Emerging technologies like artificial intelligence and cryptocurrency have changed the relationship of the bank or credit union to its customer — and arguably the customer’s relationship to money itself. The near future holds some startling possibilities for lending, borrowing, saving, and handling funds. Here's how those visions of the financial future are becoming today's banking reality.
What is fintech?
Money and tech have co-evolved since time immemorial. Money itself is a technology when you think about it. But fintech, the buzzy portmanteau of finance + technology, has a specific meaning when used these days.
Fintech is an umbrella term describing the industry of using technology to innovate traditional financial services. It includes online banks specializing in branchless loans and deposits, startups trying to strike digital gold in the crypto space, and mobile-only debt consolidation apps targeting Gen Zers taking the first steps of their financial journey.
The “tech” in fintech refers to different underlying technologies.
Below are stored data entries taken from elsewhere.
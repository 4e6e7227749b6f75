//! The signal contract: a uniquely named, idempotent readiness check whose
//! wait is safe to call from more than one caller.
//!
//! Leaf implementers write the small, object-safe [`Signal`] trait; the
//! richer idempotent/cached/retrying behavior lives one layer up, in
//! [`ManagedSignal`], so probe authors never have to think about caching or
//! backoff.

use std::fmt;
use std::sync::atomic::{AtomicU32, Ordering};
use std::sync::{Arc, Mutex};
use std::time::{Duration, SystemTime};

use async_trait::async_trait;
use futures::future::{BoxFuture, FutureExt, Shared};
use tokio_util::sync::CancellationToken;

use crate::retry::RetryPolicy;
use crate::scope::CancellationReason;

/// Coarse classification of a signal's terminal state, stable across the
/// whole run once reached.
#[derive(Debug, Clone, Copy, PartialEq, Eq)]
pub enum SignalStatus {
    Pending,
    Running,
    Succeeded,
    Failed,
    TimedOut,
    Cancelled,
    Skipped,
}

impl fmt::Display for SignalStatus {
    fn fmt(&self, f: &mut fmt::Formatter<'_>) -> fmt::Result {
        let s = match self {
            SignalStatus::Pending => "pending",
            SignalStatus::Running => "running",
            SignalStatus::Succeeded => "succeeded",
            SignalStatus::Failed => "failed",
            SignalStatus::TimedOut => "timed_out",
            SignalStatus::Cancelled => "cancelled",
            SignalStatus::Skipped => "skipped",
        };
        f.write_str(s)
    }
}

/// Why a signal was never actually attempted.
#[derive(Debug, Clone, Copy, PartialEq, Eq)]
pub enum SkipReason {
    /// The stage or run was already failing and the execution policy chose
    /// not to start this signal.
    Policy,
    /// A declared dependency of this signal did not succeed.
    DependencyFailed,
}

/// The rich terminal outcome of a single signal execution. `status()`
/// projects this down to the coarser [`SignalStatus`] used for reporting.
#[derive(Debug, Clone)]
pub enum Outcome {
    Succeeded,
    Failed(Arc<anyhow::Error>),
    TimedOut,
    Cancelled(CancellationReason),
    Skipped(SkipReason),
}

impl Outcome {
    pub fn status(&self) -> SignalStatus {
        match self {
            Outcome::Succeeded => SignalStatus::Succeeded,
            Outcome::Failed(_) => SignalStatus::Failed,
            Outcome::TimedOut => SignalStatus::TimedOut,
            Outcome::Cancelled(_) => SignalStatus::Cancelled,
            Outcome::Skipped(_) => SignalStatus::Skipped,
        }
    }
}

/// The leaf implementer contract: name, optional timeout, optional stage,
/// and a single fallible async attempt. Implementers never
/// see retries or caching; [`ManagedSignal`] supplies both.
#[async_trait]
pub trait Signal: Send + Sync {
    fn name(&self) -> &str;

    /// Per-signal deadline wrapping the whole retry sequence. `None` means
    /// no per-signal deadline (only the global timeout, if any, applies).
    fn timeout(&self) -> Option<Duration> {
        None
    }

    /// The stage this signal belongs to. Signals in the same stage may run
    /// concurrently, sequentially, or dependency-ordered depending on the
    /// stage's execution mode.
    fn stage(&self) -> u32 {
        0
    }

    /// A single attempt. Returning `Err` triggers the retry policy;
    /// returning `Ok(())` is success. Implementations should observe `ctx`
    /// and return promptly once it is cancelled.
    async fn wait(&self, ctx: CancellationToken) -> anyhow::Result<()>;
}

const _: () = {
    fn _assert_object_safe(_: &dyn Signal) {}
};

/// A fully resolved run of a [`ManagedSignal`]: the outcome plus the
/// bookkeeping the coordinator needs to build a [`SignalResult`].
#[derive(Debug, Clone)]
pub struct SignalRun {
    pub outcome: Outcome,
    pub started_at: SystemTime,
    pub finished_at: SystemTime,
    pub attempts: u32,
}

/// The public, reportable result of one signal's execution.
#[derive(Debug, Clone)]
pub struct SignalResult {
    pub name: String,
    pub stage: u32,
    pub status: SignalStatus,
    pub started_at: SystemTime,
    pub finished_at: SystemTime,
    pub duration: Duration,
    pub error: Option<Arc<anyhow::Error>>,
    pub attempts: u32,
}

impl SignalResult {
    pub fn from_run(name: String, stage: u32, run: SignalRun) -> Self {
        let duration = run
            .finished_at
            .duration_since(run.started_at)
            .unwrap_or_default();
        let error = match &run.outcome {
            Outcome::Failed(e) => Some(e.clone()),
            Outcome::TimedOut => Some(Arc::new(anyhow::anyhow!(
                "signal {name:?} exceeded its deadline"
            ))),
            _ => None,
        };
        Self {
            name,
            stage,
            status: run.outcome.status(),
            started_at: run.started_at,
            finished_at: run.finished_at,
            duration,
            error,
            attempts: run.attempts,
        }
    }

    pub fn pending(name: String, stage: u32) -> Self {
        let now = SystemTime::now();
        Self {
            name,
            stage,
            status: SignalStatus::Pending,
            started_at: now,
            finished_at: now,
            duration: Duration::ZERO,
            error: None,
            attempts: 0,
        }
    }

    pub fn skipped(name: String, stage: u32, reason: SkipReason) -> Self {
        let now = SystemTime::now();
        Self {
            name,
            stage,
            status: SignalStatus::Skipped,
            started_at: now,
            finished_at: now,
            duration: Duration::ZERO,
            error: None,
            attempts: 0,
        }
        .tap_skip_reason(reason)
    }

    fn tap_skip_reason(self, _reason: SkipReason) -> Self {
        // The reason is not currently surfaced in the report beyond the
        // `Skipped` status; kept as a parameter so callers stay explicit
        // about which of the two skip causes applied.
        self
    }
}

type SharedRun = Shared<BoxFuture<'static, SignalRun>>;

/// Wraps a leaf [`Signal`] with idempotent, cached, retrying behavior,
/// treating every call as referring to the same logical signal. The first
/// caller to invoke
/// [`ManagedSignal::wait`] starts the underlying execution (bound to *that*
/// caller's context); every other caller observes the same result without
/// re-running anything. A later caller whose own context cancels simply
/// detaches from waiting — it does not cancel the underlying execution.
pub struct ManagedSignal {
    signal: Arc<dyn Signal>,
    retry: RetryPolicy,
    attempts: Arc<AtomicU32>,
    run: Mutex<Option<SharedRun>>,
}

impl ManagedSignal {
    pub fn new(signal: Arc<dyn Signal>, retry: RetryPolicy) -> Self {
        Self {
            signal,
            retry,
            attempts: Arc::new(AtomicU32::new(0)),
            run: Mutex::new(None),
        }
    }

    pub fn name(&self) -> &str {
        self.signal.name()
    }

    pub fn stage(&self) -> u32 {
        self.signal.stage()
    }

    pub async fn wait(&self, ctx: CancellationToken) -> SignalRun {
        let shared = {
            let mut guard = self.run.lock().unwrap();
            match &*guard {
                Some(shared) => shared.clone(),
                None => {
                    let signal = self.signal.clone();
                    let retry = self.retry.clone();
                    let attempts = self.attempts.clone();
                    let first_ctx = ctx.clone();
                    let fut: BoxFuture<'static, SignalRun> = async move {
                        let started_at = SystemTime::now();
                        let timeout = signal.timeout();
                        let outcome = retry.run(signal.as_ref(), first_ctx, timeout, &attempts).await;
                        SignalRun {
                            outcome,
                            started_at,
                            finished_at: SystemTime::now(),
                            attempts: attempts.load(Ordering::Acquire),
                        }
                    }
                    .boxed();
                    let shared = fut.shared();
                    *guard = Some(shared.clone());
                    shared
                }
            }
        };

        tokio::select! {
            run = shared => run,
            _ = ctx.cancelled() => SignalRun {
                outcome: Outcome::Cancelled(CancellationReason::ExternalCancellation),
                started_at: SystemTime::now(),
                finished_at: SystemTime::now(),
                attempts: self.attempts.load(Ordering::Acquire),
            },
        }
    }
}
Blockchain (the technology behind cryptocurrency and NFTs), artificial intelligence (AI), cloud computing, and virtual/augmented reality are all playing a role in the transformation. Before we explore the frontiers of fintech today, let’s get a quick history lesson on how technology has disrupted banking over the last few decades.
Banking goes online
In the 1990s, the banking industry began moving away from its traditional model. For many years banks provided a limited menu of financial services, including checking and savings accounts, business and personal loans, and safe deposit boxes. In the last few decades, the physical distance between the customer and the bank or credit union increased as the old-fashioned practices of brick-and-mortar branches began to go out of style.
ATMs made it easier to take your bank with you when you traveled, and services like traveler's checks, which were designed to protect consumers from the perils of carrying cash when away from home, became more and more unnecessary. The expansion of ATM networks led to the rise of ATM fees, making it convenient to withdraw money from any machine anywhere — for a price. It was predicted as recently as 2016 that bank branches would disappear entirely.
Digital banking solutions
In the late ’90s, the industry began moving to digital banking, accessible on a desktop, laptop, and eventually as a smartphone app.
Today, you can shape and customize your banking platform to fit your specific needs. A loan application can be completed through a bank or credit union's mobile app or website. The process of underwriting and approving the loan is completed much faster, with the bank quickly accessing an applicant's credit scores and history. Once approved, loan statements are posted and updated on the platform, and payments are made by regular automatic debit or at the discretion of the borrower. The bank can also integrate car loans and mortgages onto the platform. With digital signatures, the entire process can be done electronically.
Digitization and the migration of more and more of our day-to-day routine online have fundamentally changed the way banks and credit unions operate and the way people interact with them. But these changes were only precursors to the changes that still lay ahead. We’re in the early, growing-pain stages of technological change that will alter the way we bank in the near future.
Enter the neobanks
Banking's migration to digital platforms has given rise to a new operating model known as the neobank, which exists solely in the digital space. Neobanks don't require a traditional bank branch to offer variations of traditional services, such as savings accounts, checking accounts, debit cards, loans, and payment processing.
A digital-only bank is not technically an actual “bank” as it does not hold a legal charter, like a full-fledged national bank. Some have applied for one, which allow them to function as a bank on their own and to expand their menu of services. Neobanks usually partner with more established banks may offer FDIC- or NCUA-insured accounts, which protect depositors of banks and credit unions against loss should the institution fail. A familiar example is San Francisco-based SoFi, one of the largest neobanks, which received a federal banking charter in January 2022.
Neobanks picked up steam during the Covid-19 pandemic. The largest digital-only fintechs will soon have a customer base equal to traditional national banks. Chime, based in San Francisco, is one of the largest such businesses, and has been projected to reach more than 22 million account holders by 2025.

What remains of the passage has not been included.